- [WHAT THIS TASK INVOLVES]
Copy each line below that contains "tokens".

- [Stored data entries]

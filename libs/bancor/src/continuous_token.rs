//! Continuous token ledger backed by a reserve
//!
//! Owns the supply/reserve state that the formula itself never touches.
//! Minting deposits reserve tokens and creates continuous tokens at the curve
//! price; burning destroys continuous tokens and releases reserve tokens.
//! State only changes after the formula call has succeeded.

use crate::curve_traits::{BondingCurve, CurveState};
use crate::errors::FormulaError;
use ethers_core::types::U256;
use serde::{Deserialize, Serialize};
use tracing::{debug, info};

/// Outcome of a mint
#[derive(Debug, Clone, Copy, PartialEq, Eq, Serialize, Deserialize)]
pub struct MintReceipt {
    pub deposit_amount: U256,
    pub minted_amount: U256,
    pub supply_after: U256,
    pub reserve_after: U256,
}

/// Outcome of a burn
#[derive(Debug, Clone, Copy, PartialEq, Eq, Serialize, Deserialize)]
pub struct BurnReceipt {
    pub burned_amount: U256,
    pub refund_amount: U256,
    pub supply_after: U256,
    pub reserve_after: U256,
}

/// Continuous token with its reserve pool
#[derive(Debug, Clone, PartialEq, Eq, Serialize, Deserialize)]
pub struct ContinuousToken {
    state: CurveState,
}

impl ContinuousToken {
    /// Create a token with an initial supply already backed by `initial_reserve`
    pub fn new(
        reserve_ratio: u32,
        initial_supply: U256,
        initial_reserve: U256,
    ) -> Result<Self, FormulaError> {
        let state = CurveState {
            supply: initial_supply,
            reserve_balance: initial_reserve,
            reserve_ratio,
        };

        // Zero-amount quote validates supply, reserve and ratio in one place
        state.purchase_return(U256::zero())?;

        Ok(Self { state })
    }

    pub fn state(&self) -> &CurveState {
        &self.state
    }

    pub fn total_supply(&self) -> U256 {
        self.state.supply
    }

    pub fn reserve_balance(&self) -> U256 {
        self.state.reserve_balance
    }

    pub fn reserve_ratio(&self) -> u32 {
        self.state.reserve_ratio
    }

    /// Continuous tokens a deposit would mint right now
    pub fn mint_reward(&self, deposit_amount: U256) -> Result<U256, FormulaError> {
        self.state.purchase_return(deposit_amount)
    }

    /// Reserve tokens a burn would refund right now
    pub fn burn_refund(&self, burn_amount: U256) -> Result<U256, FormulaError> {
        self.state.sale_return(burn_amount)
    }

    /// Deposit reserve tokens and mint the curve reward
    pub fn mint(&mut self, deposit_amount: U256) -> Result<MintReceipt, FormulaError> {
        if deposit_amount.is_zero() {
            return Err(FormulaError::InvalidAmount {
                input: deposit_amount.to_string(),
                reason: "deposit must be non-zero".to_string(),
            });
        }

        let minted_amount = self.mint_reward(deposit_amount)?;
        let supply_after = self
            .state
            .supply
            .checked_add(minted_amount)
            .ok_or_else(|| FormulaError::overflow("mint supply"))?;
        let reserve_after = self
            .state
            .reserve_balance
            .checked_add(deposit_amount)
            .ok_or_else(|| FormulaError::overflow("mint reserve"))?;

        self.state.supply = supply_after;
        self.state.reserve_balance = reserve_after;

        info!(
            minted = %minted_amount,
            deposit = %deposit_amount,
            "Minted continuous tokens"
        );
        debug!(supply = %supply_after, reserve = %reserve_after, "Curve state after mint");

        Ok(MintReceipt {
            deposit_amount,
            minted_amount,
            supply_after,
            reserve_after,
        })
    }

    /// Burn continuous tokens and release the curve refund
    pub fn burn(&mut self, burn_amount: U256) -> Result<BurnReceipt, FormulaError> {
        if burn_amount.is_zero() {
            return Err(FormulaError::InvalidAmount {
                input: burn_amount.to_string(),
                reason: "burn amount must be non-zero".to_string(),
            });
        }

        let refund_amount = self.burn_refund(burn_amount)?;

        // burn_refund already rejected burn_amount > supply, and refund <= reserve
        let supply_after = self.state.supply - burn_amount;
        let reserve_after = self
            .state
            .reserve_balance
            .checked_sub(refund_amount)
            .ok_or_else(|| FormulaError::overflow("burn reserve"))?;

        self.state.supply = supply_after;
        self.state.reserve_balance = reserve_after;

        info!(
            burned = %burn_amount,
            refund = %refund_amount,
            "Burned continuous tokens"
        );
        debug!(supply = %supply_after, reserve = %reserve_after, "Curve state after burn");

        Ok(BurnReceipt {
            burned_amount: burn_amount,
            refund_amount,
            supply_after,
            reserve_after,
        })
    }
}

#[cfg(test)]
mod tests {
    use super::*;

    fn ether(n: u64) -> U256 {
        U256::from(n) * U256::exp10(18)
    }

    #[test]
    fn test_new_validates_parameters() {
        assert!(ContinuousToken::new(500_000, ether(1), ether(1)).is_ok());
        assert!(matches!(
            ContinuousToken::new(0, ether(1), ether(1)),
            Err(FormulaError::InvalidRatio(_))
        ));
        assert!(matches!(
            ContinuousToken::new(500_000, U256::zero(), ether(1)),
            Err(FormulaError::InvalidSupplyOrBalance { .. })
        ));
    }

    #[test]
    fn test_quotes_do_not_mutate() {
        let token = ContinuousToken::new(500_000, ether(1), ether(1)).unwrap();
        let before = token.clone();
        token.mint_reward(ether(1)).unwrap();
        token.burn_refund(ether(1) / U256::from(2u64)).unwrap();
        assert_eq!(token, before);
    }

    #[test]
    fn test_failed_burn_leaves_state_untouched() {
        let mut token = ContinuousToken::new(500_000, ether(1), ether(1)).unwrap();
        let before = token.clone();

        assert!(matches!(
            token.burn(ether(2)),
            Err(FormulaError::InsufficientSupply { .. })
        ));
        assert!(matches!(
            token.burn(U256::zero()),
            Err(FormulaError::InvalidAmount { .. })
        ));
        assert_eq!(token, before);
    }

    #[test]
    fn test_burning_everything_drains_reserve() {
        let mut token = ContinuousToken::new(300_000, ether(5), ether(2)).unwrap();
        let receipt = token.burn(ether(5)).unwrap();

        assert_eq!(receipt.refund_amount, ether(2));
        assert_eq!(token.total_supply(), U256::zero());
        assert_eq!(token.reserve_balance(), U256::zero());
    }
}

- [TASK SOLUTION]
//! Minting deposits reserve tokens and creates continuous tokens at the curve
//! price; burning destroys continuous tokens and releases reserve tokens.
    /// Continuous tokens a deposit would mint right now
    /// Reserve tokens a burn would refund right now
    /// Deposit reserve tokens and mint the curve reward
            "Minted continuous tokens"
    /// Burn continuous tokens and release the curve refund
            "Burned continuous tokens"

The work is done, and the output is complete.